Activity:
Filter the records below for the word "AnalysisConfig". Copy each line that holds it.

(Records from a collection)
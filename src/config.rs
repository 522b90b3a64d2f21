//! Runtime configuration
//!
//! Every setting is a clap argument with an environment fallback. The
//! `Default` impls carry the same values as the argument defaults so library
//! callers and tests see identical behavior.

use clap::{Args, ValueEnum};
use serde::Serialize;
use std::path::PathBuf;

use crate::error::ForecastError;

#[derive(Debug, Clone, Default, PartialEq, Args, Serialize)]
pub struct Config {
    #[command(flatten)]
    pub data: DataConfig,

    #[command(flatten)]
    pub analysis: AnalysisConfig,

    #[command(flatten)]
    pub forecast: ForecastConfig,
}

#[derive(Debug, Clone, PartialEq, Args, Serialize)]
pub struct DataConfig {
    /// Directory holding the seven CSV datasets
    #[arg(long, env = "NEXGEN_DATA_DIR", default_value = "data")]
    pub data_dir: PathBuf,
}

impl Default for DataConfig {
    fn default() -> Self {
        Self {
            data_dir: PathBuf::from("data"),
        }
    }
}

#[derive(Debug, Clone, PartialEq, Args, Serialize)]
pub struct AnalysisConfig {
    /// Cost-to-value ratio above which an order counts as high-cost
    #[arg(long, env = "NEXGEN_HIGH_COST_RATIO", default_value_t = 0.6)]
    pub high_cost_ratio: f64,

    /// Bins in the cost-to-value ratio histogram
    #[arg(long, default_value_t = 30)]
    pub ratio_histogram_bins: usize,

    /// Upper bound (days) of the minor delay bucket
    #[arg(long, default_value_t = 2.0)]
    pub minor_delay_max_days: f64,
}

impl Default for AnalysisConfig {
    fn default() -> Self {
        Self {
            high_cost_ratio: 0.6,
            ratio_histogram_bins: 30,
            minor_delay_max_days: 2.0,
        }
    }
}

#[derive(Debug, Clone, Copy, PartialEq, Eq, ValueEnum, Serialize)]
#[serde(rename_all = "snake_case")]
pub enum ModelKind {
    RandomForest,
    Linear,
}

#[derive(Debug, Clone, PartialEq, Args, Serialize)]
pub struct ForecastConfig {
    /// Regression model used for the cost forecast
    #[arg(long, value_enum, env = "NEXGEN_MODEL", default_value_t = ModelKind::RandomForest)]
    pub model: ModelKind,

    /// Trees in the random forest
    #[arg(long, default_value_t = 100)]
    pub n_estimators: usize,

    /// Maximum depth of each tree
    #[arg(long, default_value_t = 10)]
    pub max_depth: usize,

    #[arg(long, default_value_t = 2)]
    pub min_samples_split: usize,

    #[arg(long, default_value_t = 1)]
    pub min_samples_leaf: usize,

    /// Seed for the train/test split and bootstrap sampling
    #[arg(long, env = "NEXGEN_SEED", default_value_t = 42)]
    pub seed: u64,

    /// Fraction of modeling rows held out for evaluation
    #[arg(long, default_value_t = 0.2)]
    pub test_fraction: f64,

    /// Months to extrapolate beyond the last observed month
    #[arg(long, default_value_t = 6)]
    pub horizon: usize,
}

impl Default for ForecastConfig {
    fn default() -> Self {
        Self {
            model: ModelKind::RandomForest,
            n_estimators: 100,
            max_depth: 10,
            min_samples_split: 2,
            min_samples_leaf: 1,
            seed: 42,
            test_fraction: 0.2,
            horizon: 6,
        }
    }
}

impl ForecastConfig {
    pub fn validate(&self) -> Result<(), ForecastError> {
        if !(0.0..1.0).contains(&self.test_fraction) {
            return Err(ForecastError::InvalidConfig(format!(
                "test_fraction must be in [0, 1), got {}",
                self.test_fraction
            )));
        }
        if self.n_estimators == 0 {
            return Err(ForecastError::InvalidConfig(
                "n_estimators must be at least 1".to_string(),
            ));
        }
        if self.max_depth == 0 || self.min_samples_leaf == 0 || self.min_samples_split < 2 {
            return Err(ForecastError::InvalidConfig(
                "max_depth and min_samples_leaf must be >= 1, min_samples_split >= 2".to_string(),
            ));
        }
        Ok(())
    }
}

Response:
    pub analysis: AnalysisConfig,
pub struct AnalysisConfig {
impl Default for AnalysisConfig {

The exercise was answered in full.